• **WHAT YOU SHOULD DO**: Among the entries below, find the lines that hold the word "multiplier" and report them.

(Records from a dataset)
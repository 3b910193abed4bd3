//! # Money Types
//!
//! Currency and amount types shared by the fare and cargo calculators.
//! Amounts are held in the smallest currency unit so sums stay exact.

use serde::{Deserialize, Serialize};
use std::ops::{Add, Sub};

/// Currencies the booking flow can be priced in (ISO 4217).
/// The currency is selected from the route, never converted.
#[derive(Debug, Clone, Copy, PartialEq, Eq, Hash, Serialize, Deserialize)]
#[serde(rename_all = "UPPERCASE")]
pub enum Currency {
    USD,
    SGD,
}

impl Currency {
    /// Returns the ISO 4217 currency code
    pub fn as_str(&self) -> &'static str {
        match self {
            Currency::USD => "USD",
            Currency::SGD => "SGD",
        }
    }

    /// Returns the number of decimal places for this currency
    pub fn decimal_places(&self) -> u8 {
        2
    }

    /// Convert a decimal amount to the smallest currency unit (cents)
    pub fn to_smallest_unit(&self, amount: f64) -> i64 {
        let multiplier = 10_f64.powi(self.decimal_places() as i32);
        (amount * multiplier).round() as i64
    }

    /// Convert from smallest unit back to decimal
    pub fn from_smallest_unit(&self, amount: i64) -> f64 {
        let divisor = 10_f64.powi(self.decimal_places() as i32);
        amount as f64 / divisor
    }

    /// Parse a currency code, case-insensitive
    pub fn parse(code: &str) -> Option<Self> {
        match code.trim().to_uppercase().as_str() {
            "USD" => Some(Currency::USD),
            "SGD" => Some(Currency::SGD),
            _ => None,
        }
    }

    fn symbol(&self) -> &'static str {
        match self {
            Currency::USD => "$",
            Currency::SGD => "S$",
        }
    }
}

impl Default for Currency {
    fn default() -> Self {
        Currency::USD
    }
}

impl std::fmt::Display for Currency {
    fn fmt(&self, f: &mut std::fmt::Formatter<'_>) -> std::fmt::Result {
        write!(f, "{}", self.as_str())
    }
}

/// An amount in the smallest unit of its currency
#[derive(Debug, Clone, Copy, PartialEq, Eq, Hash, Serialize, Deserialize)]
pub struct Money {
    /// Amount in smallest currency unit (cents)
    pub amount: i64,
    pub currency: Currency,
}

impl Money {
    /// Create an amount from a decimal value, rounded to the nearest cent
    pub fn new(amount: f64, currency: Currency) -> Self {
        Self {
            amount: currency.to_smallest_unit(amount),
            currency,
        }
    }

    /// Create an amount from smallest units
    pub fn from_cents(amount: i64, currency: Currency) -> Self {
        Self { amount, currency }
    }

    pub fn zero(currency: Currency) -> Self {
        Self { amount: 0, currency }
    }

    /// Get the decimal amount
    pub fn as_decimal(&self) -> f64 {
        self.currency.from_smallest_unit(self.amount)
    }

    /// Scale by a factor, rounding to the nearest cent
    pub fn scale(&self, factor: f64) -> Self {
        Self {
            amount: (self.amount as f64 * factor).round() as i64,
            currency: self.currency,
        }
    }

    /// Round to the nearest whole currency unit (half away from zero)
    pub fn round_to_unit(&self) -> Self {
        let unit = 10_i64.pow(self.currency.decimal_places() as u32);
        let units = (self.amount as f64 / unit as f64).round() as i64;
        Self {
            amount: units * unit,
            currency: self.currency,
        }
    }

    /// Two-decimal string as payment providers expect it (e.g. "170.00")
    pub fn to_decimal_string(&self) -> String {
        format!("{:.2}", self.as_decimal())
    }

    /// Format for display (e.g. "S$170.00")
    pub fn display(&self) -> String {
        format!("{}{:.2}", self.currency.symbol(), self.as_decimal())
    }
}

impl Add for Money {
    type Output = Money;

    fn add(self, rhs: Money) -> Money {
        debug_assert_eq!(self.currency, rhs.currency, "currency mismatch");
        Money::from_cents(self.amount + rhs.amount, self.currency)
    }
}

impl Sub for Money {
    type Output = Money;

    fn sub(self, rhs: Money) -> Money {
        debug_assert_eq!(self.currency, rhs.currency, "currency mismatch");
        Money::from_cents(self.amount - rhs.amount, self.currency)
    }
}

• **YOUR RESPONSE**:
        let multiplier = 10_f64.powi(self.decimal_places() as i32);
        (amount * multiplier).round() as i64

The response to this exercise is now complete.